Ne pas attendre tout du gouvernement

Il a commencé l’élevage très tôt en étant sur les bancs d’école avec les poules, puis des moutons. Une activité qui lui a permis de se réaliser en prenant en charge une bonne partie de sa scolarité et plus tard son apprentissage en maçonnerie.

"La base et la réussite de tout élevage, c’est l’entretien des lieux où vivent les animaux", conseille –t-il.

Toujours avec le même dynamisme entrepreneurial, Mesmin a passé d’un cap à un autre en se lançant dans l’élevage de gros bétails.

Aujourd’hui, il se réjouit d’être un éleveur de chevaux. Une activité qu’il jumèle à son métier de maçonnerie.

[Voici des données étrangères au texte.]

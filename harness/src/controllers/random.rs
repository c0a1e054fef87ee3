use super::{Command, Controller, ControllerResult};
use crate::lander::{Action, Observation};
use rand::rngs::StdRng;
use rand::{Rng, SeedableRng};

/// Uniformly random actions, reproducible per episode seed
#[derive(Debug, Clone)]
pub struct RandomController {
    rng: StdRng,
}

impl RandomController {
    pub const NAME: &'static str = "random";

    pub fn new() -> Self {
        Self {
            rng: StdRng::seed_from_u64(0),
        }
    }
}

impl Default for RandomController {
    fn default() -> Self {
        Self::new()
    }
}

impl Controller for RandomController {
    fn name(&self) -> &str {
        Self::NAME
    }

    fn reset(&mut self, seed: u64) {
        self.rng = StdRng::seed_from_u64(seed);
    }

    fn control(&mut self, _obs: &Observation) -> ControllerResult<Command> {
        let action = Action::ALL[self.rng.gen_range(0..Action::ALL.len())];
        Ok(action.into())
    }
}
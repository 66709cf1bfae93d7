//! # Pattern Sample App Library
//!
//! A small users/catalog/orders system built on `pattern_framework`. Every
//! pattern here is derived rather than written out: controllers get theirs
//! from their type name or registered path, services from their type name
//! or explicit `service_name`.
//!
//! This library exposes the core modules of the application for integration testing.

pub mod controllers;
pub mod error;
pub mod lifecycle;
pub mod model;
pub mod services;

"Je suis parvenu à l’élevage des chevaux grâce aux économies réalisées sur la vente des poules et moutons. Aujourd’hui je fais 30 ans de carrière avec les chevaux. Et je continue d’exercer mon métier de maçon", lance –t-il à agridigitale.

Secret dévoilé

Pour débuter cet élevage, il vaut mieux payer les grands chevaux afin d’avoir une bonne et meilleure réussite.

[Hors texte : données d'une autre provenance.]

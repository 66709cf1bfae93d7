//! # Observability & Tracing
//!
//! The framework logs through `tracing` with structured fields. The
//! [`setup_tracing`] function installs a compact subscriber for binaries.
//!
//! ## What Gets Traced
//!
//! - **Registration**: every handler registered, with its derived `pattern`
//! - **Bus Lifecycle**: startup, shutdown and the number of requests served
//! - **Dispatch**: each outbound send (`Sending pattern=... payload=...`) and
//!   each inbound dispatch at `debug`
//! - **Errors**: unbound clients (`property`), unknown patterns and handler
//!   failures at `warn`
//!
//! ## Usage Examples
//!
//! ```bash
//! # Compact logs (default)
//! RUST_LOG=info cargo run
//!
//! # Show full payloads with debug logs
//! RUST_LOG=debug cargo run
//!
//! # Filter to the framework only
//! RUST_LOG=pattern_framework=debug cargo run
//! ```
//!
//! With `RUST_LOG=debug` a single request shows up as:
//!
//! ```text
//! DEBUG send{service_name=None method="find_one"}: Sending pattern=users.find_one payload=Object {"id": Number(1)}
//! DEBUG Dispatch pattern=users.find_one payload=Object {"id": Number(1)}
//! ```

/// Initializes the tracing subscriber, filtered by `RUST_LOG`.
pub fn setup_tracing() {
    tracing_subscriber::fmt()
        .with_env_filter(tracing_subscriber::EnvFilter::from_default_env())
        .with_target(false) // Patterns already say where a line comes from
        .compact()
        .init();
}
//! Outbound client for the `users` resource.

use crate::model::{NewUser, UserFilter};
use pattern_framework::{auto_send, AutoSend, AutoSendOptions, AutoSender, BusClient, ClientProxy};
use std::sync::Arc;

const OPTIONS: AutoSendOptions = AutoSendOptions::new("userClient");

/// Calls `users.*` patterns. The resource name comes from the type name.
#[derive(Debug)]
pub struct UsersService<C: ClientProxy = BusClient> {
    sender: AutoSender<C>,
}

impl<C: ClientProxy> UsersService<C> {
    /// Creates an unbound service; [`bind`](Self::bind) a client before use.
    pub fn new() -> Self {
        Self {
            sender: AutoSender::new::<Self>(OPTIONS),
        }
    }

    pub fn with_client(client: Arc<C>) -> Self {
        Self {
            sender: AutoSender::new::<Self>(OPTIONS).with_client(client),
        }
    }

    pub fn bind(&mut self, client: Arc<C>) {
        self.sender.bind(client);
    }
}

impl<C: ClientProxy> Default for UsersService<C> {
    fn default() -> Self {
        Self::new()
    }
}

impl<C: ClientProxy> AutoSend for UsersService<C> {
    type Client = C;

    fn sender(&self) -> &AutoSender<C> {
        &self.sender
    }
}

auto_send! {
    impl<C: ClientProxy> UsersService<C> {
        pub fn create(&self, user: NewUser);
        pub fn find_one(&self, id: u64);
        pub fn find_all(&self, filter: UserFilter);
    }
}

Aujourd’hui, avec 400.000Fr CFA, on peut en trouver sur le marché. Mais ça dépend de la race, de la forme et de la taille.

"Je nourris mes chevaux à l’aide des feuilles d’arachides séchés à l’ombre, de la grièche, du son de blé et de mil", explique –t-il.

A part la vente qui est très rare, Mesmin loue surtout ses chevaux aux touristes qui désir se promener à cheval.

"Pour une heure de promenade, j’empoche 20.000Fr CFA. Mais, notre meilleur moment c’est les week-ends et les jours de fêtes où nous prenons d’assaut la plage pour faire de bonnes recettes", se réjouit-il.

Pour lui, la jeunesse ne devrait pas attendre le gouvernement. Mais, plutôt penser à entreprendre. Et cela quel que soit leur domaine de d’activité.

Il a pour finir, suggéré à toute la jeunesse togolaise de se lancer dans l’élevage peu importe leur rang social car, c’est un secteur passionnant et qui rend épanoui.